Data excerpts
-=-=-=-=-
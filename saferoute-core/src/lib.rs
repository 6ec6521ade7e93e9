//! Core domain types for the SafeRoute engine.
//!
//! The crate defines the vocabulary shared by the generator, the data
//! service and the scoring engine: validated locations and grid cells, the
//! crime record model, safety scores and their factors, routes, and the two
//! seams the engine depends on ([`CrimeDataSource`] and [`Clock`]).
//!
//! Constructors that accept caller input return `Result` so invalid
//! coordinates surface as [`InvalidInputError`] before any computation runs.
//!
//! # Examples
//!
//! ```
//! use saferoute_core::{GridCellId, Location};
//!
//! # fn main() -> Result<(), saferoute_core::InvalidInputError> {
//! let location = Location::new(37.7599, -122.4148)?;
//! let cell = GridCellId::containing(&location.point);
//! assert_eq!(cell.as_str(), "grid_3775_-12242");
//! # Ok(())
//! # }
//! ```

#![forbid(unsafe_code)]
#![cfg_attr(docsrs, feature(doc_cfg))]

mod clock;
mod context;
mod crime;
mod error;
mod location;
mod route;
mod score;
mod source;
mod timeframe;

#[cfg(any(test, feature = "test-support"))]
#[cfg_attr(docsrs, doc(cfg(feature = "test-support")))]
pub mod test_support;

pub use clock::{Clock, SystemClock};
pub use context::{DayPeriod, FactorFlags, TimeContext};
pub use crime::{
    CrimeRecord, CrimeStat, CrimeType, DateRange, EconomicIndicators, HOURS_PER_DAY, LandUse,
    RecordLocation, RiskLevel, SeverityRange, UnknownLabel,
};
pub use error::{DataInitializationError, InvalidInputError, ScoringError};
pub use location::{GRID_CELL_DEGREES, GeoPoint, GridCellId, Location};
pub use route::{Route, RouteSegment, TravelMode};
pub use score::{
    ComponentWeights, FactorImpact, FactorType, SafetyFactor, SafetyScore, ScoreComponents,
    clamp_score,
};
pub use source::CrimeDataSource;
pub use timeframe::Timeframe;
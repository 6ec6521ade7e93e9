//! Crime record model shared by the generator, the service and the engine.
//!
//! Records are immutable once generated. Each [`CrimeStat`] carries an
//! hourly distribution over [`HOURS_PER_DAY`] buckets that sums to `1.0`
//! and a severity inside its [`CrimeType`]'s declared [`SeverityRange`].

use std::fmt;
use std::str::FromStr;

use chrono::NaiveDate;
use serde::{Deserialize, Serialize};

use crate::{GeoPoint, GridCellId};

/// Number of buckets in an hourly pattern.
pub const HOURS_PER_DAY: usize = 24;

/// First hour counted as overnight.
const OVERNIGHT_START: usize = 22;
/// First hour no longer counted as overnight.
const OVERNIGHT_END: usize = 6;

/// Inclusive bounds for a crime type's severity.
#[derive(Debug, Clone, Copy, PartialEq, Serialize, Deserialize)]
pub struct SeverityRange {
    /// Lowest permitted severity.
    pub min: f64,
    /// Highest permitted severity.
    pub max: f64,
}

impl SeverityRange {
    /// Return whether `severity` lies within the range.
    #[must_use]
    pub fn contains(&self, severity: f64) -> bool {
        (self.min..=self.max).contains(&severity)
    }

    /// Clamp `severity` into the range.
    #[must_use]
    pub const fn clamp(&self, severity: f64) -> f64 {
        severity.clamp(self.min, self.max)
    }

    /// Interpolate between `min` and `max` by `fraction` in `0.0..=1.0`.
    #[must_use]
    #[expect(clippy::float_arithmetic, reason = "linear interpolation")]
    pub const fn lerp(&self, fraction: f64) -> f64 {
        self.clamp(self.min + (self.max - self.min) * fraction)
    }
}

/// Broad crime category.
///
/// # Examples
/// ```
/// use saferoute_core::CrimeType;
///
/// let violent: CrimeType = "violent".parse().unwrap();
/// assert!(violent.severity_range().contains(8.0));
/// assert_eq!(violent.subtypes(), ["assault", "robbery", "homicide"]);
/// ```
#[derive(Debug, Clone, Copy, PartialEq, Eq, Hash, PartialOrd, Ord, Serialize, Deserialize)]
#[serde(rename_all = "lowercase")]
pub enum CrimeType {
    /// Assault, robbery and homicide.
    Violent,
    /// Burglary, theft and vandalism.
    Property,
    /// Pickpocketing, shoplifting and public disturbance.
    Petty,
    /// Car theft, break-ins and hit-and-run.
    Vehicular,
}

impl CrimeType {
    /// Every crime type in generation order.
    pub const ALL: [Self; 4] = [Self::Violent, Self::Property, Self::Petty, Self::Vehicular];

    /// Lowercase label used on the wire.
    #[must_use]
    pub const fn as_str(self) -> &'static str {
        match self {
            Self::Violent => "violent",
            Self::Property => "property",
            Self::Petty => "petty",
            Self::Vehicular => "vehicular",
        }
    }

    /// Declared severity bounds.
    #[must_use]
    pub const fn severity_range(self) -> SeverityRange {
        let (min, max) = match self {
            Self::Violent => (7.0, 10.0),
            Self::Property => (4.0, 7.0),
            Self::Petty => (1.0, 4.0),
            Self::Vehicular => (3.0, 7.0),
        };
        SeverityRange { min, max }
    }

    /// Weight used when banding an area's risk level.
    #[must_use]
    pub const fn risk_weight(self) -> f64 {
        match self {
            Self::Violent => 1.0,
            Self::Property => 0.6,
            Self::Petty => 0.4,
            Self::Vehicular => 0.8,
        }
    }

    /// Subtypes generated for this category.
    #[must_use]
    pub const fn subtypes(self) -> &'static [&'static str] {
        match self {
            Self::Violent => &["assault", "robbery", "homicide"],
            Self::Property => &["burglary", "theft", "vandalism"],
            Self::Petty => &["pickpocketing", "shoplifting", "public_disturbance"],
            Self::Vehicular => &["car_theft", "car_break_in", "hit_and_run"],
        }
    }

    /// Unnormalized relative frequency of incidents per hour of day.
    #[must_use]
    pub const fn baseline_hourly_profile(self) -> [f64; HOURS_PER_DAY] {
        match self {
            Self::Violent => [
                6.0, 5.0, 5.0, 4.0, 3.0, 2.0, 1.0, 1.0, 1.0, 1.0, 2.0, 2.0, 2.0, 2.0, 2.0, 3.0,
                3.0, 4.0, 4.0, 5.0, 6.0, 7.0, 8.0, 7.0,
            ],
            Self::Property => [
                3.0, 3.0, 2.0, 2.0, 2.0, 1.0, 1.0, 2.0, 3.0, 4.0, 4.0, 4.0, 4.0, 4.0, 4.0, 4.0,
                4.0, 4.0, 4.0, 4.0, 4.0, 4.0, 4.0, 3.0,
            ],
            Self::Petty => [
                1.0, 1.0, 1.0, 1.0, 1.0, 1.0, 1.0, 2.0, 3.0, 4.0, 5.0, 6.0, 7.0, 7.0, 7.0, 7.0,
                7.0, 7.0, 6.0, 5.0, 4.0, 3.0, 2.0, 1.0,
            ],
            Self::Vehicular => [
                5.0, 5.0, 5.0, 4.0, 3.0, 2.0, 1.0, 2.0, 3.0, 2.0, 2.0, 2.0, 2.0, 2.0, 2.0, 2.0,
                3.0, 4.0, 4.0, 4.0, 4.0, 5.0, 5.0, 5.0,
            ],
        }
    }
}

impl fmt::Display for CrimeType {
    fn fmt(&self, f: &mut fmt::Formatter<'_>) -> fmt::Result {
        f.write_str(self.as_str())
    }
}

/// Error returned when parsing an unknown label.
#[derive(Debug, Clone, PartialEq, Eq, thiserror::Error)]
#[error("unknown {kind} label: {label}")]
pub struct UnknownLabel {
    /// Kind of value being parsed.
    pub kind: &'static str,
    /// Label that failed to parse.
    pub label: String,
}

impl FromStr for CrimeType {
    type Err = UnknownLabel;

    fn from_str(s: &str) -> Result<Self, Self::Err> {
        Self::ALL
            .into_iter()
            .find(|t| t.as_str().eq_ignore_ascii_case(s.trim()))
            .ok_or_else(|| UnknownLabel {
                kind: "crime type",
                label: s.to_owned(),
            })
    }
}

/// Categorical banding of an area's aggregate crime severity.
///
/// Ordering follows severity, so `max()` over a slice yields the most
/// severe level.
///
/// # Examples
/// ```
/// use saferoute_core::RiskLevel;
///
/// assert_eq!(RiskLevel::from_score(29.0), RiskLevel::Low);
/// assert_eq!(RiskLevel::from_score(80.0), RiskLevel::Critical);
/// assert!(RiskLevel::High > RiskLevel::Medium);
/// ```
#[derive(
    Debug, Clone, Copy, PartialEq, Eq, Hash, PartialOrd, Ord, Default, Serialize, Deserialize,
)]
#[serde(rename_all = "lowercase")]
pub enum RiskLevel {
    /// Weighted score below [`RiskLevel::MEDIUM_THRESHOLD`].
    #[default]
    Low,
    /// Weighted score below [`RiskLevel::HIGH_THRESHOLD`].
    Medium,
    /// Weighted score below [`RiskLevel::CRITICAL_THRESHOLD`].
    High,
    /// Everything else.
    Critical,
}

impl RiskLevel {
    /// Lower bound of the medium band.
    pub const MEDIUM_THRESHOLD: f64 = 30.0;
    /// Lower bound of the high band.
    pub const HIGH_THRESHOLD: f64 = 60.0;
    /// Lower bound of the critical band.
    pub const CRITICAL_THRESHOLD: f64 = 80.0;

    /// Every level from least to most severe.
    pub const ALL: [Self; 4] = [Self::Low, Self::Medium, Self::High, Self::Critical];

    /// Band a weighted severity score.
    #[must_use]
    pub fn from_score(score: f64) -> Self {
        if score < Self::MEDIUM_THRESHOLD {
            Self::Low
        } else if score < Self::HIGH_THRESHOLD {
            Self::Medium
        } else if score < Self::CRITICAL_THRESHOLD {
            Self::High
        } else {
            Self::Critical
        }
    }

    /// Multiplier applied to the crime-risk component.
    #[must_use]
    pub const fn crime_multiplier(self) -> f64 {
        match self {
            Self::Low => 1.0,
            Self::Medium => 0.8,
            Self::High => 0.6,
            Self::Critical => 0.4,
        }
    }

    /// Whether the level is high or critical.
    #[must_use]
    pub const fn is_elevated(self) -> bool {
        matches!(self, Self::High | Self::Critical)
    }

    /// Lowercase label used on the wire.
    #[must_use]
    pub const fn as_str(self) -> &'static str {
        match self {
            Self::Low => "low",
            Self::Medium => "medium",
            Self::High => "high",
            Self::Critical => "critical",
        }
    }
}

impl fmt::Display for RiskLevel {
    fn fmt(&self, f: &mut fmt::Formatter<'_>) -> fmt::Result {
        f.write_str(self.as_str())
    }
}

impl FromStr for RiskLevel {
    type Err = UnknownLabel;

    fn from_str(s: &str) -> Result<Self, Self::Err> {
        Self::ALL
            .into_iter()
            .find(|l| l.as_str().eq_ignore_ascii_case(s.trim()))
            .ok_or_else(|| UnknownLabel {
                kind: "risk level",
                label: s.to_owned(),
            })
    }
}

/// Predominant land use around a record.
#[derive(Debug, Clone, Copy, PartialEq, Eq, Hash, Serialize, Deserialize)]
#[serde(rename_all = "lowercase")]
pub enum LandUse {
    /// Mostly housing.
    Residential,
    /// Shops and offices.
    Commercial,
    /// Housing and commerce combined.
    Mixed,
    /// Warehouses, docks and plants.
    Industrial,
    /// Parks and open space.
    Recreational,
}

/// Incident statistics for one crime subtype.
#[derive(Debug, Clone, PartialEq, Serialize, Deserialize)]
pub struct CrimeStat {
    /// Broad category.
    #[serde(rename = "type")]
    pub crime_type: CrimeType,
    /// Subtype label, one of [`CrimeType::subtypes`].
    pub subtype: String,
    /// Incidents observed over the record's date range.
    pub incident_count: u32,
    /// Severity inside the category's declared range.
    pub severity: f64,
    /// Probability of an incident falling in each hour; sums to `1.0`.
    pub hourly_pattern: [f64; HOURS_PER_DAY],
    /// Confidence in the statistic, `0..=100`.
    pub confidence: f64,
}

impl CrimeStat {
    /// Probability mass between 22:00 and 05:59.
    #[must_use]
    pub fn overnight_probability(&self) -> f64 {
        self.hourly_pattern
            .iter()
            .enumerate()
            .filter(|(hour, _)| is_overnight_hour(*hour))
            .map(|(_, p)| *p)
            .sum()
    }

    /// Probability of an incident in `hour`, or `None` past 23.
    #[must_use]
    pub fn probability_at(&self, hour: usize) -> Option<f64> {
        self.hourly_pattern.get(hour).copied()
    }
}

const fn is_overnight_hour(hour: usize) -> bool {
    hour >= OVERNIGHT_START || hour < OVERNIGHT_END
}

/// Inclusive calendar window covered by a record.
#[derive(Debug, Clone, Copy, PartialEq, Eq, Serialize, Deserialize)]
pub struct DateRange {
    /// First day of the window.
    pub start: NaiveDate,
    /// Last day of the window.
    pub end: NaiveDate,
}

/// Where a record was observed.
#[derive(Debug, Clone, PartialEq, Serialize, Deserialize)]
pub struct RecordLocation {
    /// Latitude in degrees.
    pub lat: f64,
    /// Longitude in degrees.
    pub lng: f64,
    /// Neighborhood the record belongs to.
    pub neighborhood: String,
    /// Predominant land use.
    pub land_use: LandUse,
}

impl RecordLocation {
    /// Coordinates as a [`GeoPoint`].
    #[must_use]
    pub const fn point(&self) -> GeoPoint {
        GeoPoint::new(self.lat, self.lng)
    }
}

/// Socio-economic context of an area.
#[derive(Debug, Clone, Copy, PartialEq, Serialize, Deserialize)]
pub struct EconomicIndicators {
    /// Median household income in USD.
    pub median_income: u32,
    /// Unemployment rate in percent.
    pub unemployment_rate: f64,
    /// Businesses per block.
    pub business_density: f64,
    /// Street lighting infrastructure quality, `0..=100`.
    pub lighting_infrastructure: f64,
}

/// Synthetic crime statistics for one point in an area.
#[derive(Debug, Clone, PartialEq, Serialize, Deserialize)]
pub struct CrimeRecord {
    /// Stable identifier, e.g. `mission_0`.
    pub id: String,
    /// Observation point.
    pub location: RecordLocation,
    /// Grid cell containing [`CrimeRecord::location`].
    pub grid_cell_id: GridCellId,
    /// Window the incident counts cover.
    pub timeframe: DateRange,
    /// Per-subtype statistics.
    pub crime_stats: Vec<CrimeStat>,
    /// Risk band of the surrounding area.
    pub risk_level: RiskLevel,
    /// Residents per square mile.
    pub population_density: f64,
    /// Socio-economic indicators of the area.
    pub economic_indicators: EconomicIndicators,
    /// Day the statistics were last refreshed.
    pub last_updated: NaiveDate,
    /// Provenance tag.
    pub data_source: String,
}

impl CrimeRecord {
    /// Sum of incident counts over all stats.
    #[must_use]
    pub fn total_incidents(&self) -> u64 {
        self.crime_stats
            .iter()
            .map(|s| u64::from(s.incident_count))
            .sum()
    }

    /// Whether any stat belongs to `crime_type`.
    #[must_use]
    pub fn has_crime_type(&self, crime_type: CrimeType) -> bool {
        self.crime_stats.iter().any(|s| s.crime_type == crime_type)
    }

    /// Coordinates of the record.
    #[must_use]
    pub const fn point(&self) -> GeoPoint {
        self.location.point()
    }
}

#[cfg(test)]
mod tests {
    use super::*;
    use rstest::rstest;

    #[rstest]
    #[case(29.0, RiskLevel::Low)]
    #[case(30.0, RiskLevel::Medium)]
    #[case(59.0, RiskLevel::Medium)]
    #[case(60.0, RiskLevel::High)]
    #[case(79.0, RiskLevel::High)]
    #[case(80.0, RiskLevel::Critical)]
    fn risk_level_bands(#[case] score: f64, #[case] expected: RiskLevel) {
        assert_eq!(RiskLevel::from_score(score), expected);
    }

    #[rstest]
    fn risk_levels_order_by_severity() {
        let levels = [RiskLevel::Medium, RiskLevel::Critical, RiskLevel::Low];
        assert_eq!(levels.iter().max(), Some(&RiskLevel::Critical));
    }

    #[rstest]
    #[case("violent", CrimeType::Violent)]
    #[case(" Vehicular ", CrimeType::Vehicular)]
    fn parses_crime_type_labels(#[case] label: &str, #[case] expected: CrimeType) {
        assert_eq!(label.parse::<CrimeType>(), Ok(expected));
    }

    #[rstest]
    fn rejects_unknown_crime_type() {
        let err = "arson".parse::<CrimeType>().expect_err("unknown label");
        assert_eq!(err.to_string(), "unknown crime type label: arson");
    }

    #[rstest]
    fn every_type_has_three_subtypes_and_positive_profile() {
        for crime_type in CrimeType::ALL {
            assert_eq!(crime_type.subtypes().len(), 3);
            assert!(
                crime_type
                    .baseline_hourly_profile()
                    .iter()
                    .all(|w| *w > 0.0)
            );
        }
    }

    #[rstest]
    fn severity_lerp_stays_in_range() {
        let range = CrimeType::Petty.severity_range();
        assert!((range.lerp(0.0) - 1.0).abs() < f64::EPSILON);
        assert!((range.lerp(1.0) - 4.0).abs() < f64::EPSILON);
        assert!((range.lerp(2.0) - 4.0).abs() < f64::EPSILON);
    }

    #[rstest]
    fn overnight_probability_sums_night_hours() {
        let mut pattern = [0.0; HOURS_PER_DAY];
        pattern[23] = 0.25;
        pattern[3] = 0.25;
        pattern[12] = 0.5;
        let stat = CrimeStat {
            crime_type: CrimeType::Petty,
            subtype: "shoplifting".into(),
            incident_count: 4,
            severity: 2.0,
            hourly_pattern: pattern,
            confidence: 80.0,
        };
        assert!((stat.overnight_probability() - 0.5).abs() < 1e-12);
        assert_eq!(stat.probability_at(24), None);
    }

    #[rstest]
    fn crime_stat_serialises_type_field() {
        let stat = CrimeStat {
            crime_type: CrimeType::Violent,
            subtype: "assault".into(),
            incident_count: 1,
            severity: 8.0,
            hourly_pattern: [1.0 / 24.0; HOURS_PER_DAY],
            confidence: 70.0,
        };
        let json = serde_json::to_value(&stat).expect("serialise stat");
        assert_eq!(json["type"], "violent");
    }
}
-=-=-=-=-
▶ [EXERCISE DETAILS] Print the lines above, unchanged, from the start of the records to the line with "grid cells, the", including that final line.

▶ [OUTPUT]
filename saferoute-core/src/lib.rs
repository 6ec6521ade7e93e9
//! Core domain types for the SafeRoute engine.
//!
//! The crate defines the vocabulary shared by the generator, the data
//! service and the scoring engine: validated locations and grid cells, the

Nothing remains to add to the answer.